How Do I Address Low-Performance ReduceSum Operator During Network Debugging?

Symptom

During network debugging, the overall performance is low. The ReduceSum operator shows low performance according to the network's profiling result (see Performance Tuning Tool User Guide for Profiling tool instructions).

The profiling result of the ReduceSum operator is as follows.

The data type of ReduceSum's input is DT_FLOAT16 and the value of block_dim is 1, which indicates that multiple blocks are not enabled for the operator.

Solution

For a built-in ReduceSum operator that is natively compatible with Ascend AI Processor or a custom ReduceSum operator developed by using the TBE DSL API reduce_sum, multiple blocks are unavailable for float16 inputs due to hardware restrictions.

Take the ReduceSum operator as an example.

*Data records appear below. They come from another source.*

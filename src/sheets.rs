use std::fs;
use std::path::PathBuf;

use serde::Deserialize;
use serde_json::Value;
use tracing::info;
use url::Url;

use crate::error::PipelineError;
use crate::http_client::{self, RetryConfig, is_transport_error, retry_with_backoff};

pub const SHEETS_API_BASE: &str = "https://sheets.googleapis.com";

const SERVICE: &str = "spreadsheet";

pub trait SheetSource {
    /// Rows of a rectangular range, trailing empty cells already trimmed by the source.
    fn get_rows(&self, range: &str) -> Result<Vec<Vec<String>>, PipelineError>;
}

/// The `values.get` response shape, also used for local row dumps.
#[derive(Debug, Deserialize)]
struct ValueRange {
    #[serde(default)]
    values: Vec<Vec<Value>>,
}

impl ValueRange {
    fn into_rows(self) -> Vec<Vec<String>> {
        self.values
            .into_iter()
            .map(|row| row.into_iter().map(cell_text).collect())
            .collect()
    }
}

fn cell_text(cell: Value) -> String {
    match cell {
        Value::String(text) => text,
        Value::Null => String::new(),
        other => other.to_string(),
    }
}

#[derive(Debug, Clone)]
pub enum SheetsAuth {
    ApiKey(String),
    Bearer(String),
}

pub struct SheetsApiSource {
    agent: ureq::Agent,
    api_base: Url,
    spreadsheet_id: String,
    auth: SheetsAuth,
    retry: RetryConfig,
}

impl SheetsApiSource {
    pub fn new(
        api_base: &str,
        spreadsheet_id: &str,
        auth: SheetsAuth,
        retry: RetryConfig,
    ) -> Result<Self, PipelineError> {
        let api_base = Url::parse(api_base).map_err(|err| {
            PipelineError::Input(format!("invalid spreadsheet base url {api_base}: {err}"))
        })?;
        Ok(Self {
            agent: http_client::agent(),
            api_base,
            spreadsheet_id: spreadsheet_id.to_string(),
            auth,
            retry,
        })
    }

    fn values_url(&self, range: &str) -> Result<Url, PipelineError> {
        let mut url = self.api_base.clone();
        url.path_segments_mut()
            .map_err(|_| {
                PipelineError::Input(format!(
                    "spreadsheet base url cannot hold a path: {}",
                    self.api_base
                ))
            })?
            .pop_if_empty()
            .extend(["v4", "spreadsheets", self.spreadsheet_id.as_str(), "values", range]);
        if let SheetsAuth::ApiKey(key) = &self.auth {
            url.query_pairs_mut().append_pair("key", key);
        }
        Ok(url)
    }
}

impl SheetSource for SheetsApiSource {
    fn get_rows(&self, range: &str) -> Result<Vec<Vec<String>>, PipelineError> {
        let url = self.values_url(range)?;
        let result = retry_with_backoff(
            self.retry,
            || {
                let request = match &self.auth {
                    SheetsAuth::Bearer(token) => self
                        .agent
                        .get(url.as_str())
                        .set("Authorization", &format!("Bearer {token}")),
                    SheetsAuth::ApiKey(_) => self.agent.get(url.as_str()),
                };
                request.call()
            },
            is_transport_error,
        );
        let response = match result {
            Ok(response) => response,
            Err(ureq::Error::Status(code, _)) => {
                return Err(PipelineError::upstream(
                    SERVICE,
                    format!("HTTP {code} reading range {range}"),
                ));
            }
            Err(err) => return Err(PipelineError::upstream(SERVICE, err.to_string())),
        };
        let values: ValueRange = response
            .into_json()
            .map_err(|err| PipelineError::upstream(SERVICE, format!("invalid json: {err}")))?;

        let rows = values.into_rows();
        info!(
            spreadsheet_id = %self.spreadsheet_id,
            range = %range,
            rows = rows.len(),
            "read survey rows"
        );
        Ok(rows)
    }
}

/// A saved `values.get` response on disk. The range is ignored.
pub struct JsonRowsFile {
    path: PathBuf,
}

impl JsonRowsFile {
    pub fn new(path: PathBuf) -> Self {
        Self { path }
    }
}

impl SheetSource for JsonRowsFile {
    fn get_rows(&self, _range: &str) -> Result<Vec<Vec<String>>, PipelineError> {
        let raw = fs::read(&self.path).map_err(|err| {
            PipelineError::Input(format!("failed to read {}: {err}", self.path.display()))
        })?;
        let values: ValueRange = serde_json::from_slice(&raw).map_err(|err| {
            PipelineError::Input(format!("failed to parse {}: {err}", self.path.display()))
        })?;

        let rows = values.into_rows();
        info!(path = %self.path.display(), rows = rows.len(), "read survey rows");
        Ok(rows)
    }
}

#[cfg(test)]
mod tests {
    use super::*;
    use crate::http_client::test_server::{http_response, serve_responses};

    #[test]
    fn api_source_reads_ragged_rows_with_api_key() {
        let body = concat!(
            r#"{"range":"Form!C2:F5","majorDimension":"ROWS","#,
            r#""values":[["a","b"],["","x","y","z"],[]]}"#
        );
        let (base, requests) = serve_responses(vec![http_response(200, body)]);
        let source = SheetsApiSource::new(
            &base,
            "sheet-id",
            SheetsAuth::ApiKey("k1".to_string()),
            RetryConfig::with_attempts(1),
        )
        .unwrap();

        let rows = source.get_rows("C2:F").unwrap();
        assert_eq!(rows, vec![vec!["a", "b"], vec!["", "x", "y", "z"], vec![]]);
        assert_eq!(
            requests.recv().unwrap(),
            "GET /v4/spreadsheets/sheet-id/values/C2:F?key=k1 HTTP/1.1"
        );
    }

    #[test]
    fn api_source_reports_denied_access_as_upstream() {
        let (base, _requests) = serve_responses(vec![http_response(403, "{}")]);
        let source = SheetsApiSource::new(
            &base,
            "sheet-id",
            SheetsAuth::Bearer("t".to_string()),
            RetryConfig::with_attempts(1),
        )
        .unwrap();
        assert!(matches!(
            source.get_rows("C2:F"),
            Err(PipelineError::UpstreamUnavailable { .. })
        ));
    }

    #[test]
    fn empty_range_has_no_values_key() {
        let values: ValueRange = serde_json::from_str(r#"{"range":"C2:F"}"#).unwrap();
        assert!(values.into_rows().is_empty());
    }

    #[test]
    fn non_string_cells_are_rendered_as_text() {
        let values: ValueRange =
            serde_json::from_str(r#"{"values":[["Ana", 7, null, true]]}"#).unwrap();
        assert_eq!(values.into_rows(), vec![vec!["Ana", "7", "", "true"]]);
    }

    #[test]
    fn missing_rows_file_is_input_error() {
        let source = JsonRowsFile::new(PathBuf::from("/nonexistent/rows.json"));
        assert!(matches!(source.get_rows("C2:F"), Err(PipelineError::Input(_))));
    }
}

If the input data is float16, there are two solutions as follows:

  • The mixed precision is not enabled during network debugging and ReduceSum's input is of type float16. In this case, if ReduceSum's performance is poor, you can insert a Cast operator before the ReduceSum operator to cast the data type from float16 to float32.

    Multiple blocks can be enabled when the input data is of the float32 type. As such, the operator performance can be improved.

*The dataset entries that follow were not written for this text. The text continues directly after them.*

//! Proof-of-work over the canonical signee bytes.
//!
//! A difficulty of `d` bits requires the SHA-256 digest of the canonical
//! signee to start with `d >> 3` zero bytes, followed by a byte strictly
//! below `1 << (8 - (d & 7))`. Difficulty 0 disables the check.

use sha2::{Digest, Sha256};

/// Highest difficulty that a 32-byte digest can satisfy.
pub const MAX_POW_DIFFICULTY: u32 = 255;

/// Nonces stay within 31 bits so they never look negative to
/// signed-integer readers.
pub const POW_NONCE_MASK: u32 = 0x7FFF_FFFF;

/// SHA-256 of the given bytes.
pub fn digest(data: &[u8]) -> [u8; 32] {
    Sha256::digest(data).into()
}

/// Check whether a digest satisfies `difficulty` leading zero bits.
pub fn meets_difficulty(digest: &[u8; 32], difficulty: u32) -> bool {
    if difficulty == 0 {
        return true;
    }

    let zero_bytes = (difficulty >> 3) as usize;
    if zero_bytes >= digest.len() {
        return false;
    }

    let max_next_byte = 1u16 << (8 - (difficulty & 7));
    digest[..zero_bytes].iter().all(|b| *b == 0) && u16::from(digest[zero_bytes]) < max_next_byte
}

/// Advance a nonce for the next grinding attempt.
pub fn next_nonce(nonce: u32) -> u32 {
    nonce.wrapping_add(1) & POW_NONCE_MASK
}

  • The mixed precision is enabled during network debugging and ReduceSum's input data type is cast from float32 to float16. In this case, you can add the ReduceSum operator to the blocklist for mixed precision to avoid the data type being cast to float16 during network debugging, preventing the ReduceSum operator from performance deterioration.

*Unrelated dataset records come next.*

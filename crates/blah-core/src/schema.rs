//! Structural validation of untrusted documents.
//!
//! Wire types describe their own shape through serde derives
//! (`deny_unknown_fields`, literal tag enums, validated newtypes). This
//! module is the single boundary that turns a serde rejection into
//! [`CoreError::SchemaValidation`].

use serde::de::{self, DeserializeOwned, Deserializer};
use serde::Deserialize;
use serde_json::error::Category;
use serde_json::Value;

use crate::error::{CoreError, Result};

/// Validate a JSON value against the shape of `T`.
pub fn parse<T: DeserializeOwned>(value: Value) -> Result<T> {
    serde_json::from_value(value).map_err(|e| CoreError::SchemaValidation(e.to_string()))
}

/// Parse JSON text and validate it against the shape of `T`.
///
/// Text that is not JSON at all is a decode error; JSON of the wrong shape
/// is a schema error.
pub fn parse_str<T: DeserializeOwned>(json: &str) -> Result<T> {
    serde_json::from_str(json).map_err(|e| match e.classify() {
        Category::Data => CoreError::SchemaValidation(e.to_string()),
        Category::Syntax | Category::Eof | Category::Io => CoreError::Decode(e.to_string()),
    })
}

/// Deserialize a `Vec` that must hold at least one element.
///
/// Use with `#[serde(deserialize_with = "non_empty")]`.
pub fn non_empty<'de, D, T>(deserializer: D) -> std::result::Result<Vec<T>, D::Error>
where
    D: Deserializer<'de>,
    T: Deserialize<'de>,
{
    let items = Vec::<T>::deserialize(deserializer)?;
    if items.is_empty() {
        return Err(de::Error::invalid_length(0, &"at least one element"));
    }
    Ok(items)
}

    To add the ReduceSum operator to the blocklist for mixed precision, perform the following steps:

    1. Specify the operator on the blocklist for mixed precision by using modify_mixlist.

      Example:

      # In Estimator mode
      npu_config=NPURunConfig(
        ...
        precision_mode="allow_mix_precision",
        modify_mixlist="/home/test/ops_info.json"
        )
      
      # In sess.run mode
      config = tf.ConfigProto()
      custom_op =  config.graph_options.rewrite_options.custom_optimizers.add()
      custom_op.name =  "NpuOptimizer" 
      custom_op.parameter_map["use_off_line"].b = True
      custom_op.parameter_map["precision_mode"].s = tf.compat.as_bytes("allow_mix_precision")
      custom_op.parameter_map["modify_mixlist"].s = tf.compat.as_bytes("/home/test/ops_info.json")
      ...
    2. Configure the operator graylist in the ops_info.json file. The following is a configuration example.
      {
          "black-list": {
              "to-add": ["ReduceSumD"]
          }
      }

      For details, see "Manual Porting and Training" > "Additional Features" > "Training with Mixed Precision" in TensorFlow 1.15 Model Porting Guide.

This solution is dedicated to improving operator ReduceSum's performance under conditions described in Symptom.